Saved data entries
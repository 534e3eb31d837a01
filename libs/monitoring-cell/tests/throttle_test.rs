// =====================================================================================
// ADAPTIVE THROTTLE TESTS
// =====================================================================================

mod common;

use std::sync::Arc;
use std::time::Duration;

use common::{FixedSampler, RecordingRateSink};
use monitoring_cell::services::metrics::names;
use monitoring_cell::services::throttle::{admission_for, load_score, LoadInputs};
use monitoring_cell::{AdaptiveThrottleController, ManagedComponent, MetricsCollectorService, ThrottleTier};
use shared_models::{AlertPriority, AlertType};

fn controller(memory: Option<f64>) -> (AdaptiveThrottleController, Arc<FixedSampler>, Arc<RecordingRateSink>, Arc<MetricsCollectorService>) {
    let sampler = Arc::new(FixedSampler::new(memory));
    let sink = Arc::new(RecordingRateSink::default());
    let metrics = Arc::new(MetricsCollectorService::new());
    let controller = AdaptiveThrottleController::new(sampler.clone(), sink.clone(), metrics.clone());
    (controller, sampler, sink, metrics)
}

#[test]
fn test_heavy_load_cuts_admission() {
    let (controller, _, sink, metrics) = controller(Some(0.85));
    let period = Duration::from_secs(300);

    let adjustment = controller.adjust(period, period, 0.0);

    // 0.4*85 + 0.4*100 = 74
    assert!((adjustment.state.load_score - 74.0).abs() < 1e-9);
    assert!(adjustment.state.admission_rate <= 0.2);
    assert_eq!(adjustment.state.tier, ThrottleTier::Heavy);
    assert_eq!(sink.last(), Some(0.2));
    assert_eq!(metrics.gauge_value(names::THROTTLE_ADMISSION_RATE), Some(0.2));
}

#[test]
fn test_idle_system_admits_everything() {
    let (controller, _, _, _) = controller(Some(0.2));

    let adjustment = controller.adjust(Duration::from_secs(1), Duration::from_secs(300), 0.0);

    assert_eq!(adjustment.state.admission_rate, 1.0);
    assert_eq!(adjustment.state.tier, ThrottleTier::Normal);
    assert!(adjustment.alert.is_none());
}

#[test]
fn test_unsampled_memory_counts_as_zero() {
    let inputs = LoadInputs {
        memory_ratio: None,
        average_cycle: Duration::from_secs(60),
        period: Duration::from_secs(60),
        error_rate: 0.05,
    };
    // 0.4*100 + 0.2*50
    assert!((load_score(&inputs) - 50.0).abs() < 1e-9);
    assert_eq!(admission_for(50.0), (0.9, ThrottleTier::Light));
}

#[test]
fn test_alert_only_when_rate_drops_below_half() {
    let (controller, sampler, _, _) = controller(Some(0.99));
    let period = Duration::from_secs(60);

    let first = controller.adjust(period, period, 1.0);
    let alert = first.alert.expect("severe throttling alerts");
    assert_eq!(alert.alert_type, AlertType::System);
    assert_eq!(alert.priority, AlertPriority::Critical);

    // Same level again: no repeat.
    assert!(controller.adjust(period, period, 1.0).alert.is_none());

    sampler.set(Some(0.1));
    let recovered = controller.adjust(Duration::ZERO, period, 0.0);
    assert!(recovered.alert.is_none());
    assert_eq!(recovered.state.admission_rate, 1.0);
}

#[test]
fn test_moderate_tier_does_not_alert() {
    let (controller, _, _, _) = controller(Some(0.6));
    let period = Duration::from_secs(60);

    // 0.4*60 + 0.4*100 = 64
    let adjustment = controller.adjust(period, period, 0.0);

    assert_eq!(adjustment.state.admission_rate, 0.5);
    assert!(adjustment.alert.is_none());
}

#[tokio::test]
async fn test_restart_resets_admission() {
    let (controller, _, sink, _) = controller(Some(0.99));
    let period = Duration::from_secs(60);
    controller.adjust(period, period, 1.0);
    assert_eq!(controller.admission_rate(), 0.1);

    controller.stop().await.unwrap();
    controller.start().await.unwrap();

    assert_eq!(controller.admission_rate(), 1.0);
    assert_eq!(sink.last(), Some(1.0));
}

ACTION ITEM
Exactly as given, please retype all the entries.

RESPONSE
repository 534e3eb31d837a01
filename libs/monitoring-cell/tests/throttle_test.rs
// =====================================================================================
// ADAPTIVE THROTTLE TESTS
// =====================================================================================

mod common;

use std::sync::Arc;
use std::time::Duration;

use common::{FixedSampler, RecordingRateSink};
use monitoring_cell::services::metrics::names;
use monitoring_cell::services::throttle::{admission_for, load_score, LoadInputs};
use monitoring_cell::{AdaptiveThrottleController, ManagedComponent, MetricsCollectorService, ThrottleTier};
use shared_models::{AlertPriority, AlertType};

fn controller(memory: Option<f64>) -> (AdaptiveThrottleController, Arc<FixedSampler>, Arc<RecordingRateSink>, Arc<MetricsCollectorService>) {
    let sampler = Arc::new(FixedSampler::new(memory));
    let sink = Arc::new(RecordingRateSink::default());
    let metrics = Arc::new(MetricsCollectorService::new());
    let controller = AdaptiveThrottleController::new(sampler.clone(), sink.clone(), metrics.clone());
    (controller, sampler, sink, metrics)
}

#[test]
fn test_heavy_load_cuts_admission() {
    let (controller, _, sink, metrics) = controller(Some(0.85));
    let period = Duration::from_secs(300);

    let adjustment = controller.adjust(period, period, 0.0);

    // 0.4*85 + 0.4*100 = 74
    assert!((adjustment.state.load_score - 74.0).abs() < 1e-9);
    assert!(adjustment.state.admission_rate <= 0.2);
    assert_eq!(adjustment.state.tier, ThrottleTier::Heavy);
    assert_eq!(sink.last(), Some(0.2));
    assert_eq!(metrics.gauge_value(names::THROTTLE_ADMISSION_RATE), Some(0.2));
}

#[test]
fn test_idle_system_admits_everything() {
    let (controller, _, _, _) = controller(Some(0.2));

    let adjustment = controller.adjust(Duration::from_secs(1), Duration::from_secs(300), 0.0);

    assert_eq!(adjustment.state.admission_rate, 1.0);
    assert_eq!(adjustment.state.tier, ThrottleTier::Normal);
    assert!(adjustment.alert.is_none());
}

#[test]
fn test_unsampled_memory_counts_as_zero() {
    let inputs = LoadInputs {
        memory_ratio: None,
        average_cycle: Duration::from_secs(60),
        period: Duration::from_secs(60),
        error_rate: 0.05,
    };
    // 0.4*100 + 0.2*50
    assert!((load_score(&inputs) - 50.0).abs() < 1e-9);
    assert_eq!(admission_for(50.0), (0.9, ThrottleTier::Light));
}

#[test]
fn test_alert_only_when_rate_drops_below_half() {
    let (controller, sampler, _, _) = controller(Some(0.99));
    let period = Duration::from_secs(60);

    let first = controller.adjust(period, period, 1.0);
    let alert = first.alert.expect("severe throttling alerts");
    assert_eq!(alert.alert_type, AlertType::System);
    assert_eq!(alert.priority, AlertPriority::Critical);

    // Same level again: no repeat.
    assert!(controller.adjust(period, period, 1.0).alert.is_none());

    sampler.set(Some(0.1));
    let recovered = controller.adjust(Duration::ZERO, period, 0.0);
    assert!(recovered.alert.is_none());
    assert_eq!(recovered.state.admission_rate, 1.0);
}

#[test]
fn test_moderate_tier_does_not_alert() {
    let (controller, _, _, _) = controller(Some(0.6));
    let period = Duration::from_secs(60);

    // 0.4*60 + 0.4*100 = 64
    let adjustment = controller.adjust(period, period, 0.0);

    assert_eq!(adjustment.state.admission_rate, 0.5);
    assert!(adjustment.alert.is_none());
}

#[tokio::test]
async fn test_restart_resets_admission() {
    let (controller, _, sink, _) = controller(Some(0.99));
    let period = Duration::from_secs(60);
    controller.adjust(period, period, 1.0);
    assert_eq!(controller.admission_rate(), 0.1);

    controller.stop().await.unwrap();
    controller.start().await.unwrap();

    assert_eq!(controller.admission_rate(), 1.0);
    assert_eq!(sink.last(), Some(1.0));
}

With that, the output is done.